Requirement: Type out every entry again, character for character.

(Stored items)

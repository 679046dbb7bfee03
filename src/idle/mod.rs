//! Idle rewards: offline/online accrual math and session checkpoints.

pub mod accrual;
pub mod session;

pub use accrual::*;
pub use session::*;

Result of this task:
repository 679046dbb7bfee03
filename src/idle/mod.rs
//! Idle rewards: offline/online accrual math and session checkpoints.

pub mod accrual;
pub mod session;

pub use accrual::*;
pub use session::*;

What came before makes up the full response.